**What is required**
Where in the data below does the word "anyhow" appear? Copy each line that holds it.

** Opening Working data block **

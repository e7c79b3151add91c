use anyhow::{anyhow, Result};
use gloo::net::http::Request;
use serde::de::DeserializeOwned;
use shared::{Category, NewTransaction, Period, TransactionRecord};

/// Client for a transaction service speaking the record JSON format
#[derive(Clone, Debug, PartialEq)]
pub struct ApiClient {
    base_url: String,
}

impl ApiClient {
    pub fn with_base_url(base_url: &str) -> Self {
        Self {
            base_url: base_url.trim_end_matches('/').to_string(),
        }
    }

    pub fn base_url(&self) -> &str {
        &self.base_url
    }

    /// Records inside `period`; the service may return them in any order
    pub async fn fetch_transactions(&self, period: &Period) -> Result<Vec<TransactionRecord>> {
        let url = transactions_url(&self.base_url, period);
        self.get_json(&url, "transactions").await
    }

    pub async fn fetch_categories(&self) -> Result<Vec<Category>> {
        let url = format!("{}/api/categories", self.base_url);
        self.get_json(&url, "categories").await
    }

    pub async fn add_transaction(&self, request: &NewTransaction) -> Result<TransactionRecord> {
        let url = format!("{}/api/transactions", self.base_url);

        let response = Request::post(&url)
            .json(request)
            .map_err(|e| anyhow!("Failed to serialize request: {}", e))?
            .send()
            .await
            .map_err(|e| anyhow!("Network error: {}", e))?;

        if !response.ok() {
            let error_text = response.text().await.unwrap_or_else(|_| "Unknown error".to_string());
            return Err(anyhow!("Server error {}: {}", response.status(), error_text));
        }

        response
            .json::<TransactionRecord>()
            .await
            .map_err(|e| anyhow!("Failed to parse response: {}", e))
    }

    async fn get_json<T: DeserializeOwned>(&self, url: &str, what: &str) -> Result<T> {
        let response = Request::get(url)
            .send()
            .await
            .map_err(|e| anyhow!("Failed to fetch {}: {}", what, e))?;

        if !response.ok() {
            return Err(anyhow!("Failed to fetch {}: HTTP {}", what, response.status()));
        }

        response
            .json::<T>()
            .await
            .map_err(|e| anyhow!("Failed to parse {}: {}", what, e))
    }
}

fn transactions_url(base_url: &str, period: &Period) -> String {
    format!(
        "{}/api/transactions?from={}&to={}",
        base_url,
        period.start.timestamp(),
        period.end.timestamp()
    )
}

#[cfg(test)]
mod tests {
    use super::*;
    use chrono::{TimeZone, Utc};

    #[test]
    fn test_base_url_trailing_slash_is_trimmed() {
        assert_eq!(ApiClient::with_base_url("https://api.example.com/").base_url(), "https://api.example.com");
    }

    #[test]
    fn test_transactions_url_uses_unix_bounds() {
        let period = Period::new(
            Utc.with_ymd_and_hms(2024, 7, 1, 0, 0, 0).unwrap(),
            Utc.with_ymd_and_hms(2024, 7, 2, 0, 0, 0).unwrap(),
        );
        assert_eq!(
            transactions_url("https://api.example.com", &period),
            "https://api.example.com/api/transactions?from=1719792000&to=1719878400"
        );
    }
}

** Closing Working data block **
** Opening Working data block **

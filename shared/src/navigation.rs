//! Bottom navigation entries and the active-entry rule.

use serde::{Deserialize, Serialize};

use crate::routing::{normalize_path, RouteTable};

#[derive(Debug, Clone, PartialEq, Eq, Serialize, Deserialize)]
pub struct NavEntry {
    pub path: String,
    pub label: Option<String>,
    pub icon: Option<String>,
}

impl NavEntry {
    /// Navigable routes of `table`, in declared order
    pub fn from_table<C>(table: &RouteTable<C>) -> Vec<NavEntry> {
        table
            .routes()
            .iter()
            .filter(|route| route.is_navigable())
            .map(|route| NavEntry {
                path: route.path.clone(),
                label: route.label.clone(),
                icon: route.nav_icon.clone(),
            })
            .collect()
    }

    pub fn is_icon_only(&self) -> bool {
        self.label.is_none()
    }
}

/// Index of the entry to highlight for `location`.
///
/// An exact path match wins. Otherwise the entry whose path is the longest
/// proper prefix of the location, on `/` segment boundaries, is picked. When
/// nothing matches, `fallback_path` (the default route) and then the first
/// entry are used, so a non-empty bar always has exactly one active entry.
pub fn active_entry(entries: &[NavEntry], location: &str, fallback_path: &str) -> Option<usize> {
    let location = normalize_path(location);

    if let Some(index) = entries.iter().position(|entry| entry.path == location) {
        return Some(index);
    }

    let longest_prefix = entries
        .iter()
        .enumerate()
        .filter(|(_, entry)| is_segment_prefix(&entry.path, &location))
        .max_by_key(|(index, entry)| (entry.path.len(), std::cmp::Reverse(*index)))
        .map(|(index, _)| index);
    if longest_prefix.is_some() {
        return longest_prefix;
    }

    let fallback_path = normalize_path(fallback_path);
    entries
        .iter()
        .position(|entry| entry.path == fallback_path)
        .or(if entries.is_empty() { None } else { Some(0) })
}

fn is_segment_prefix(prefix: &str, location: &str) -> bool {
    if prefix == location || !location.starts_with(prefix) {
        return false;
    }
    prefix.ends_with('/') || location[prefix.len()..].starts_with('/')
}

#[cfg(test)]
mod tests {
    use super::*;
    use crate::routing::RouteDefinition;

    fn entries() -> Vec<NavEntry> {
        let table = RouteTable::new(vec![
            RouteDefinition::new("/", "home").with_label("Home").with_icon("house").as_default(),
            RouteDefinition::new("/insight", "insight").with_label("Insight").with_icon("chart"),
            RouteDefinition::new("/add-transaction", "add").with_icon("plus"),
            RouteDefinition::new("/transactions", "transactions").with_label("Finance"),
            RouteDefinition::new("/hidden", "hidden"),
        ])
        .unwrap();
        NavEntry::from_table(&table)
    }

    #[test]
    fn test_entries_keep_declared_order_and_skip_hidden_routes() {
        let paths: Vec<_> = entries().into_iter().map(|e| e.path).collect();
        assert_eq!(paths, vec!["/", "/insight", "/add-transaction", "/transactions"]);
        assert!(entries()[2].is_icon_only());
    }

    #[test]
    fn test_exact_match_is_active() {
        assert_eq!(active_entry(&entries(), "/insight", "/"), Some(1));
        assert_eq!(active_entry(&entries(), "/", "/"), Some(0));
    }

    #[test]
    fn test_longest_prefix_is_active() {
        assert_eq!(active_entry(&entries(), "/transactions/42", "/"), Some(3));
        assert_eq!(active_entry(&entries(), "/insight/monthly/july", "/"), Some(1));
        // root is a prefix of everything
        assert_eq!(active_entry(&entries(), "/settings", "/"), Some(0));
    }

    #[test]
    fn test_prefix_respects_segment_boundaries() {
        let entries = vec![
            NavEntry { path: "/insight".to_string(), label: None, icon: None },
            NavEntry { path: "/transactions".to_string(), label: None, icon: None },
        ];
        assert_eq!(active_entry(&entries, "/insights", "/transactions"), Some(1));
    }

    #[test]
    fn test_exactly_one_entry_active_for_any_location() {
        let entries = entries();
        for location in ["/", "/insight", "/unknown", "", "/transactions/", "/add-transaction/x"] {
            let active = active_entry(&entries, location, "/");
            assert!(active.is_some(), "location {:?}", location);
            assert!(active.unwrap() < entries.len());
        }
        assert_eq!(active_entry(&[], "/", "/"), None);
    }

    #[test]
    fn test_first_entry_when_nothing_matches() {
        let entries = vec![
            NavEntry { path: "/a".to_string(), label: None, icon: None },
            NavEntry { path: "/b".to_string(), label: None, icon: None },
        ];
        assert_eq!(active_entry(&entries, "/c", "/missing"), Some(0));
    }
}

** Closing Working data block **

**Response below**
use anyhow::{anyhow, Result};
            .map_err(|e| anyhow!("Failed to serialize request: {}", e))?
            .map_err(|e| anyhow!("Network error: {}", e))?;
            return Err(anyhow!("Server error {}: {}", response.status(), error_text));
            .map_err(|e| anyhow!("Failed to parse response: {}", e))
            .map_err(|e| anyhow!("Failed to fetch {}: {}", what, e))?;
            return Err(anyhow!("Failed to fetch {}: HTTP {}", what, response.status()));
            .map_err(|e| anyhow!("Failed to parse {}: {}", what, e))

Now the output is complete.